The enemy commanders reported that the SEALs had “escaped by unknown means.” The report was classified.
No one believed it anyway. The four SEALs were listed as missing in action for three weeks.
Their families held vigils. Their comrades held funerals. Then the SEALs walked into a US base in a neighboring country.
They had no explanation for how they got there. They had no memory of a boat or a plane or any form of transport.
They remembered only a bridge of light and a man in a white robe. The Navy debriefed them for days.
The debriefers asked the same questions in a hundred different ways. “How did you get off the island?”
“Where did the bridge come from?” “Who was the man in the white robe?” The SEALs gave the same answers every time.
“Jesus walked on the water. He made a bridge of light. He led us to safety.
That is all we know.” The debriefers wrote “unexplained survival” in their reports and closed the files.
Some of the debriefers went home and knelt by their beds and prayed for the first time in years.
Lieutenant Commander Eric Hawkins left the SEALs a year later. He is now a pastor in Virginia Beach.
He preaches to sailors and soldiers and Marines. “I walked on water,” he tells them.
“I had a bullet in my leg. My men were dying. Twelve enemy boats were coming to kill us.
Then Jesus showed up. He did not send a helicopter. He did not send a rescue boat.
He came Himself. He walked on the water and made a bridge of light. He led us out.
That is the Jesus I serve.” Miguel Torres became a missionary. He travels to remote villages, telling the story of the bridge.
He holds up his left hand, all five fingers intact, and shows the crowd. “These fingers were shot off,” he says.
“They grew back when I stepped onto the water. Jesus grows back what the enemy cuts off.

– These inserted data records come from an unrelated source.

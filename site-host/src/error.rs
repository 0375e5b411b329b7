//! # Error 模块
//!
//! 站点宿主的错误类型。

use page_transition::TransitionError;
use thiserror::Error;

/// 站点宿主错误
#[derive(Error, Debug, Clone, PartialEq)]
pub enum SiteError {
    /// 过渡系统错误，包括配置校验失败
    #[error(transparent)]
    Transition(#[from] TransitionError),

    /// 无法解析的导航步骤
    #[error("无法解析的导航步骤: '{0}'")]
    InvalidStep(String),
}

pub type SiteResult<T> = Result<T, SiteError>;
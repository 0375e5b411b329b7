//! # App 模块
//!
//! `Site`：把过渡运行时、滚动外壳、头部和语言切换器装配成一个站点，
//! 并按脚本驱动导航。
//!
//! 过渡链接点击后，新页面标题以逐词揭示的方式出现，揭示动画
//! 由过渡上下文的 `transition_done` 门闸放行。

use std::cell::Cell;
use std::rc::{Rc, Weak};
use std::time::Duration;

use page_transition::{
    Activation, ClickEvent, Document, Locale, Location, PageTransitions, PostNavigationHandler,
    Router, Scope, TransitionError, TransitionEvent, use_page_transition,
};

use crate::config::SiteConfig;
use crate::error::SiteResult;
use crate::header::{self, LanguageSwitcher};
use crate::pages::Page;
use crate::script::Step;
use crate::shell::SmoothScrollShell;
use crate::text_reveal::TextReveal;

/// 遮罩上的加载文字
fn loading_label(locale: Locale) -> &'static str {
    match locale {
        Locale::En => "Loading",
        Locale::Ar => "جارٍ التحميل",
    }
}

/// 一个步骤的执行结果
#[derive(Debug, Clone, PartialEq)]
pub struct StepReport {
    pub step: Step,
    /// 步骤结束后的完整地址
    pub href: String,
    /// 过渡链接的处理结果，其它步骤为 `None`
    pub activation: Option<Activation>,
    /// 本步骤产生的过渡事件
    pub events: Vec<TransitionEvent>,
}

/// 站点
#[derive(Debug)]
pub struct Site {
    config: SiteConfig,
    scope: Rc<Scope>,
    transitions: Rc<PageTransitions>,
    handler: PostNavigationHandler,
    shell: Rc<SmoothScrollShell>,
    switcher: LanguageSwitcher,
}

impl Site {
    /// 装配站点并挂载首页
    pub fn new(config: SiteConfig) -> SiteResult<Self> {
        config.validate().map_err(TransitionError::Config)?;

        let document = Rc::new(Document::new());
        let router = Rc::new(Router::new(Location::new(config.locale, "/")));
        let transitions =
            PageTransitions::new(config.effective_transition(), document.clone(), router.clone());

        let scope = Scope::root();
        transitions.provide(&scope);
        transitions.set_overlay_label(loading_label(config.locale));

        let handler = transitions.mount_handler()?;
        let shell = Rc::new(SmoothScrollShell::new(
            transitions.clone(),
            config.mount_delay(),
        ));
        shell.attach();
        let switcher = LanguageSwitcher::new(router.clone());

        document.append_to_body(header::render(config.locale));
        shell.mount();
        Self::follow_locale(&router, &transitions, config.locale);

        tracing::info!(
            locale = %config.locale,
            frame_rate = config.frame_rate,
            "站点已启动"
        );

        Ok(Self {
            config,
            scope,
            transitions,
            handler,
            shell,
            switcher,
        })
    }

    /// 语言变化时重新渲染头部并更新遮罩文字
    fn follow_locale(router: &Router, transitions: &Rc<PageTransitions>, initial: Locale) {
        let current = Cell::new(initial);
        let transitions: Weak<PageTransitions> = Rc::downgrade(transitions);
        router.on_change(move |location| {
            if current.replace(location.locale) == location.locale {
                return;
            }
            let Some(transitions) = transitions.upgrade() else {
                return;
            };
            let document = transitions.document();
            document.unmount("site-header");
            document.append_to_body(header::render(location.locale));
            transitions.set_overlay_label(loading_label(location.locale));
        });
    }

    pub fn config(&self) -> &SiteConfig {
        &self.config
    }

    /// 根作用域，提供了运行时、上下文和存储
    pub fn scope(&self) -> &Rc<Scope> {
        &self.scope
    }

    pub fn transitions(&self) -> &Rc<PageTransitions> {
        &self.transitions
    }

    pub fn shell(&self) -> &Rc<SmoothScrollShell> {
        &self.shell
    }

    pub fn location(&self) -> Location {
        self.transitions.router().location()
    }

    /// 驱动帧循环、导航处理器和外壳，永不返回
    pub async fn drive(&self) {
        tokio::join!(self.transitions.run(&self.handler), self.shell.run());
    }

    /// 执行一个步骤
    ///
    /// 需要在 `drive` 同时运行时调用。过渡链接步骤等进入动画和
    /// 标题揭示都结束才返回。
    ///
    /// 事件日志在步骤开始时清空、结束时取走。
    pub async fn perform(&self, step: &Step) -> StepReport {
        self.transitions.events().clear();
        let mut activation = None;

        match step {
            Step::Link(link) => {
                let click = ClickEvent::new();
                let result = self.transitions.interceptor().activate(link, &click).await;
                if let Activation::Navigated(_) = result {
                    self.reveal_heading().await;
                }
                activation = Some(result);
            }
            Step::Plain(path) => {
                self.transitions.router().push(path);
                self.transitions.frames().next_frame().await;
            }
            Step::Locale(locale) => {
                self.switcher.switch(*locale);
                self.transitions.frames().next_frame().await;
            }
        }

        let events = self.transitions.events().drain();
        StepReport {
            step: step.clone(),
            href: self.location().href(),
            activation,
            events,
        }
    }

    /// 在新页面上揭示标题
    ///
    /// 先等过渡结束，内容节点此时仍未出现（进入超时）则跳过。
    async fn reveal_heading(&self) {
        let context = use_page_transition(&self.scope);
        context.wait_until_done().await;
        self.transitions.frames().next_frame().await;

        let Some(content) = self.transitions.content_node() else {
            tracing::debug!("内容节点不存在，跳过标题揭示");
            return;
        };
        let location = self.location();
        let page = Page::from_path(&location.pathname);
        let reveal = TextReveal::new("page-title", page.heading(location.locale));
        content.append_child(reveal.element().clone());
        reveal.play(&context, self.transitions.frames()).await;
    }

    /// 依次执行步骤，每步之后停留 `settle`
    pub async fn run_script(&self, steps: &[Step], settle: Duration) -> Vec<StepReport> {
        let script = async {
            let mut reports = Vec::with_capacity(steps.len());
            for step in steps {
                let report = self.perform(step).await;
                tracing::info!(step = %report.step, href = %report.href, "步骤完成");
                reports.push(report);
                tokio::time::sleep(settle).await;
            }
            reports
        };

        tokio::select! {
            biased;
            _ = self.drive() => unreachable!("站点驱动不会自行结束"),
            reports = script => reports,
        }
    }
}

He restores what war destroys.” David Chen, whose collapsed lung was healed, runs marathons now.
He runs to raise money for veteran hospitals. He runs to feel his lungs expand, over and over, a miracle with every breath.
“I was dying on a rock,” he says. “My lung was filling with blood. Then He touched me.
Now I run. I run because I can. I run because He made me whole.”
James Sullivan, the unconscious man who woke up on the island, became a painter. He paints only one thing: a bridge of light on dark water, with a figure in a white robe walking ahead.
He sells the paintings for exactly the cost of the canvas and paint. He does not profit from the miracle.
“The miracle is free,” he says. “The paintings should be cheap.” So if you are stranded on a tiny island today, if the enemy is closing in, if you are wounded and bleeding and out of options, look at the water.
Look for the light. Look for the figure walking toward you on the waves. His robe is torn.
His feet are bare. His hands are open. And He is saying the same thing He said to four dying SEALs.
“Come. I have made a way. Walk on the water. I will guide you. I will heal you.
I will lead you to safety. You are not stranded. You are never stranded. I am here.”
He still walks on water. He still makes bridges of light. He still performs miracles today, right now, in this moment, for you.
Step onto the water. He is holding it steady.